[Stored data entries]
-- Opening Marker --
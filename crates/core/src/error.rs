//! 에러 타입 — 도메인별 에러 정의
//!
//! 프레임 단위 파싱 에러(`udpfilter_common::Truncated`)는 분류기 안에서 복구되므로
//! 여기에는 나타나지 않습니다. 운영자에게 보이는 것은 설정/라이프사이클 에러뿐입니다.

/// udpfilter 최상위 에러 타입
#[derive(Debug, thiserror::Error)]
pub enum UdpFilterError {
    /// 설정 관련 에러
    #[error("config error: {0}")]
    Config(#[from] ConfigError),

    /// 필터 어태치/디태치 에러
    #[error("lifecycle error: {0}")]
    Lifecycle(#[from] LifecycleError),

    /// 플랫폼 드라이버 에러
    #[error("driver error: {0}")]
    Driver(#[from] DriverError),

    /// I/O 에러
    #[error("io error: {0}")]
    Io(#[from] std::io::Error),
}

/// 설정 관련 에러
#[derive(Debug, thiserror::Error)]
pub enum ConfigError {
    /// 설정 파일을 찾을 수 없음
    #[error("config file not found: {path}")]
    FileNotFound { path: String },

    /// 설정 파싱 실패
    #[error("failed to parse config: {reason}")]
    ParseFailed { reason: String },

    /// 유효하지 않은 설정 값
    #[error("invalid config value for '{field}': {reason}")]
    InvalidValue { field: String, reason: String },
}

/// 플랫폼 드라이버 에러
///
/// 컴파일/검증/권한 실패는 `Load`, 인터페이스 바인딩 실패는 `Attach`로 구분합니다.
#[derive(Debug, thiserror::Error)]
pub enum DriverError {
    /// 프로그램 로드/검증 실패
    #[error("program load failed: {0}")]
    Load(String),

    /// 인터페이스 어태치 실패
    #[error("attach failed: {0}")]
    Attach(String),

    /// 인터페이스 디태치 실패
    #[error("detach failed: {0}")]
    Detach(String),

    /// 카운터 맵 접근 실패
    #[error("counter map error: {0}")]
    Map(String),

    /// 프로그램이 아직 로드되지 않음
    #[error("program not loaded")]
    NotLoaded,

    /// 현재 플랫폼에서 지원하지 않음
    #[error("unsupported platform: {0}")]
    Unsupported(String),
}

impl DriverError {
    /// 로드/검증 단계 실패인지 확인합니다.
    pub fn is_load_failure(&self) -> bool {
        matches!(self, Self::Load(_) | Self::NotLoaded | Self::Unsupported(_))
    }
}

/// 필터 라이프사이클 에러
#[derive(Debug, thiserror::Error)]
pub enum LifecycleError {
    /// 수신 경로에 분류기를 설치하지 못함 (치명적)
    #[error("failed to attach filter to {interface}: {source}")]
    Attachment {
        interface: String,
        #[source]
        source: DriverError,
    },

    /// 설치된 분류기를 제거하지 못함 (보고만 하고 종료는 계속)
    #[error("failed to detach filter from {interface}: {source}")]
    Detachment {
        interface: String,
        #[source]
        source: DriverError,
    },

    /// 현재 상태에서 허용되지 않는 전환
    #[error("invalid lifecycle transition: {operation} while {state}")]
    InvalidState {
        operation: &'static str,
        state: String,
    },
}
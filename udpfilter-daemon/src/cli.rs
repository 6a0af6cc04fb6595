//! CLI argument definitions for udpfilter.
//!
//! Uses `clap` v4 derive macros to parse command-line arguments.
//! Flags override the config file and environment variables.

use std::path::PathBuf;

use clap::Parser;
use udpfilter_core::config::UdpFilterConfig;
use udpfilter_core::error::UdpFilterError;

/// XDP filter that counts frames per IP protocol and rewrites a UDP port.
///
/// Attaches to the given interface, prints per-protocol counters until
/// interrupted, then detaches.
#[derive(Parser, Debug)]
#[command(name = "udpfilter")]
#[command(version, about, long_about = None)]
pub struct DaemonCli {
    /// Network interface to attach the filter to.
    #[arg(required_unless_present = "validate")]
    pub interface: Option<String>,

    /// Path to udpfilter.toml configuration file.
    ///
    /// Without it, built-in defaults plus environment variables are used.
    #[arg(short, long)]
    pub config: Option<PathBuf>,

    /// Override log level (trace, debug, info, warn, error).
    #[arg(long)]
    pub log_level: Option<String>,

    /// Override log format (json, pretty).
    #[arg(long)]
    pub log_format: Option<String>,

    /// UDP destination port to rewrite.
    #[arg(long)]
    pub ingress_port: Option<u16>,

    /// Port written in place of the ingress port.
    #[arg(long)]
    pub egress_port: Option<u16>,

    /// Action for frames that are not dropped (pass, tx).
    #[arg(long)]
    pub pass_action: Option<String>,

    /// XDP attach mode (skb, native, hw).
    #[arg(long)]
    pub xdp_mode: Option<String>,

    /// Path to the compiled BPF object.
    #[arg(long)]
    pub program: Option<String>,

    /// Report interval in milliseconds (0 polls continuously).
    #[arg(long)]
    pub interval_ms: Option<u64>,

    /// Only print counters that changed since the previous report.
    #[arg(long)]
    pub only_changed: bool,

    /// Validate configuration and exit without attaching.
    #[arg(long)]
    pub validate: bool,
}

impl DaemonCli {
    /// Apply command-line overrides on top of an already loaded config.
    pub fn apply_overrides(&self, config: &mut UdpFilterConfig) {
        if let Some(level) = &self.log_level {
            config.general.log_level = level.clone();
        }
        if let Some(format) = &self.log_format {
            config.general.log_format = format.clone();
        }
        if let Some(port) = self.ingress_port {
            config.xdp.ingress_port = port;
        }
        if let Some(port) = self.egress_port {
            config.xdp.egress_port = port;
        }
        if let Some(action) = &self.pass_action {
            config.xdp.pass_action = action.clone();
        }
        if let Some(mode) = &self.xdp_mode {
            config.xdp.xdp_mode = mode.clone();
        }
        if let Some(program) = &self.program {
            config.xdp.program_path = program.clone();
        }
        if let Some(interval) = self.interval_ms {
            config.report.interval_ms = interval;
        }
        if self.only_changed {
            config.report.only_changed = true;
        }
    }

    /// Build the effective configuration.
    ///
    /// Precedence, lowest first: defaults, config file, environment, flags.
    /// The result is validated once all layers are applied.
    pub async fn resolve_config(&self) -> Result<UdpFilterConfig, UdpFilterError> {
        let mut config = match &self.config {
            Some(path) => UdpFilterConfig::read_file(path).await?,
            None => UdpFilterConfig::default(),
        };
        config.apply_env_overrides();
        self.apply_overrides(&mut config);
        config.validate()?;
        Ok(config)
    }
}
//! aya 기반 커널 XDP 드라이버 (Linux 전용)
//!
//! ```text
//! compile_and_verify: Ebpf::load_file ─▶ FILTER_CONFIG[0] = FilterConfig ─▶ Xdp::load (verifier)
//! attach:             Xdp::attach(interface, XdpFlags) ─▶ XdpLinkId 보관
//! counters:           take_map(PROTO_COUNTERS) ─▶ KernelCounters (CPU별 값 합산)
//! detach:             Xdp::detach(XdpLinkId) ─▶ Ebpf 해제
//! ```

use aya::Ebpf;
use aya::maps::{Array, MapData, PerCpuArray};
use aya::programs::xdp::XdpLinkId;
use aya::programs::{Xdp, XdpFlags};
use tracing::{debug, info, warn};

use udpfilter_common::{FilterConfig, MAP_FILTER_CONFIG, MAP_PROTO_COUNTERS, PROGRAM_NAME};
use udpfilter_core::error::DriverError;

use super::{PlatformDriver, ProgramSpec, XdpMode};
use crate::counters::CounterSource;

/// 커널 XDP 드라이버
pub struct AyaDriver {
    ebpf: Option<Ebpf>,
    xdp_mode: XdpMode,
    link: Option<(String, XdpLinkId)>,
}

impl AyaDriver {
    pub fn new() -> Self {
        Self {
            ebpf: None,
            xdp_mode: XdpMode::default(),
            link: None,
        }
    }

    fn program_mut(&mut self) -> Result<&mut Xdp, DriverError> {
        let ebpf = self.ebpf.as_mut().ok_or(DriverError::NotLoaded)?;
        let program = ebpf.program_mut(PROGRAM_NAME).ok_or_else(|| {
            DriverError::Load(format!("program '{PROGRAM_NAME}' not found in object"))
        })?;
        program
            .try_into()
            .map_err(|e| DriverError::Load(format!("program '{PROGRAM_NAME}' is not XDP: {e}")))
    }
}

impl Default for AyaDriver {
    fn default() -> Self {
        Self::new()
    }
}

fn xdp_flags(mode: XdpMode) -> XdpFlags {
    match mode {
        XdpMode::Skb => XdpFlags::SKB_MODE,
        XdpMode::Native => XdpFlags::DRV_MODE,
        XdpMode::Hw => XdpFlags::HW_MODE,
    }
}

fn write_filter_config(ebpf: &mut Ebpf, config: FilterConfig) -> Result<(), DriverError> {
    let map = ebpf
        .map_mut(MAP_FILTER_CONFIG)
        .ok_or_else(|| DriverError::Map(format!("map '{MAP_FILTER_CONFIG}' not found")))?;
    let mut array: Array<&mut MapData, FilterConfig> = Array::try_from(map)
        .map_err(|e| DriverError::Map(format!("{MAP_FILTER_CONFIG}: {e}")))?;
    array
        .set(0, config, 0)
        .map_err(|e| DriverError::Map(format!("{MAP_FILTER_CONFIG}[0]: {e}")))
}

impl PlatformDriver for AyaDriver {
    type Counters = KernelCounters;

    fn name(&self) -> &'static str {
        "aya"
    }

    fn compile_and_verify(&mut self, spec: &ProgramSpec) -> Result<(), DriverError> {
        info!(
            path = %spec.program_path.display(),
            ingress_port = spec.ingress_port,
            egress_port = spec.egress_port,
            "loading XDP object"
        );

        let mut ebpf = Ebpf::load_file(&spec.program_path)
            .map_err(|e| DriverError::Load(format!("{}: {e}", spec.program_path.display())))?;

        if let Err(e) = aya_log::EbpfLogger::init(&mut ebpf) {
            // 로그 호출이 모두 최적화로 제거된 빌드에서는 실패할 수 있음
            debug!(error = %e, "eBPF logger not available");
        }

        write_filter_config(&mut ebpf, spec.filter_config())?;

        self.ebpf = Some(ebpf);
        self.xdp_mode = spec.xdp_mode;

        let program = self.program_mut()?;
        program
            .load()
            .map_err(|e| DriverError::Load(format!("verifier rejected '{PROGRAM_NAME}': {e}")))?;

        info!("XDP program loaded");
        Ok(())
    }

    fn attach(&mut self, interface: &str) -> Result<(), DriverError> {
        if let Some((attached, _)) = &self.link {
            return Err(DriverError::Attach(format!(
                "program already attached to {attached}"
            )));
        }

        let mode = self.xdp_mode;
        let program = self.program_mut()?;
        let link = program
            .attach(interface, xdp_flags(mode))
            .map_err(|e| DriverError::Attach(format!("{interface} ({mode} mode): {e}")))?;

        info!(interface, xdp_mode = %mode, "XDP program attached");
        self.link = Some((interface.to_owned(), link));
        Ok(())
    }

    fn detach(&mut self, interface: &str) -> Result<(), DriverError> {
        let (attached, link) = self
            .link
            .take()
            .ok_or_else(|| DriverError::Detach(format!("nothing attached to {interface}")))?;
        if attached != interface {
            warn!(
                requested = interface,
                attached = attached.as_str(),
                "detach requested for a different interface"
            );
        }

        let result = self
            .program_mut()
            .and_then(|program| {
                program
                    .detach(link)
                    .map_err(|e| DriverError::Detach(format!("{attached}: {e}")))
            });

        // 링크 해제 실패와 관계없이 오브젝트를 내려 커널 참조를 정리
        self.ebpf = None;
        result
    }

    fn counters(&mut self) -> Result<KernelCounters, DriverError> {
        let ebpf = self.ebpf.as_mut().ok_or(DriverError::NotLoaded)?;
        let map = ebpf.take_map(MAP_PROTO_COUNTERS).ok_or_else(|| {
            DriverError::Map(format!("map '{MAP_PROTO_COUNTERS}' not found or already taken"))
        })?;
        let array = PerCpuArray::try_from(map)
            .map_err(|e| DriverError::Map(format!("{MAP_PROTO_COUNTERS}: {e}")))?;
        Ok(KernelCounters { array })
    }
}

/// 커널 `PROTO_COUNTERS` PerCpuArray 읽기 핸들
pub struct KernelCounters {
    array: PerCpuArray<MapData, u64>,
}

impl CounterSource for KernelCounters {
    fn read(&self, index: u8) -> Result<u64, DriverError> {
        let values = self
            .array
            .get(&u32::from(index), 0)
            .map_err(|e| DriverError::Map(format!("{MAP_PROTO_COUNTERS}[{index}]: {e}")))?;
        Ok(values
            .iter()
            .fold(0u64, |acc, &count| acc.wrapping_add(count)))
    }
}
-- Closing Marker --
**WHAT YOU NEED TO DO**
Retype, exactly and in full, the lines above from the one containing "if attached != interface" through the one containing "impl CounterSource for".

**ANSWER BOX**
        if attached != interface {
            warn!(
                requested = interface,
                attached = attached.as_str(),
                "detach requested for a different interface"
            );
        }

        let result = self
            .program_mut()
            .and_then(|program| {
                program
                    .detach(link)
                    .map_err(|e| DriverError::Detach(format!("{attached}: {e}")))
            });

        // 링크 해제 실패와 관계없이 오브젝트를 내려 커널 참조를 정리
        self.ebpf = None;
        result
    }

    fn counters(&mut self) -> Result<KernelCounters, DriverError> {
        let ebpf = self.ebpf.as_mut().ok_or(DriverError::NotLoaded)?;
        let map = ebpf.take_map(MAP_PROTO_COUNTERS).ok_or_else(|| {
            DriverError::Map(format!("map '{MAP_PROTO_COUNTERS}' not found or already taken"))
        })?;
        let array = PerCpuArray::try_from(map)
            .map_err(|e| DriverError::Map(format!("{MAP_PROTO_COUNTERS}: {e}")))?;
        Ok(KernelCounters { array })
    }
}

/// 커널 `PROTO_COUNTERS` PerCpuArray 읽기 핸들
pub struct KernelCounters {
    array: PerCpuArray<MapData, u64>,
}

impl CounterSource for KernelCounters {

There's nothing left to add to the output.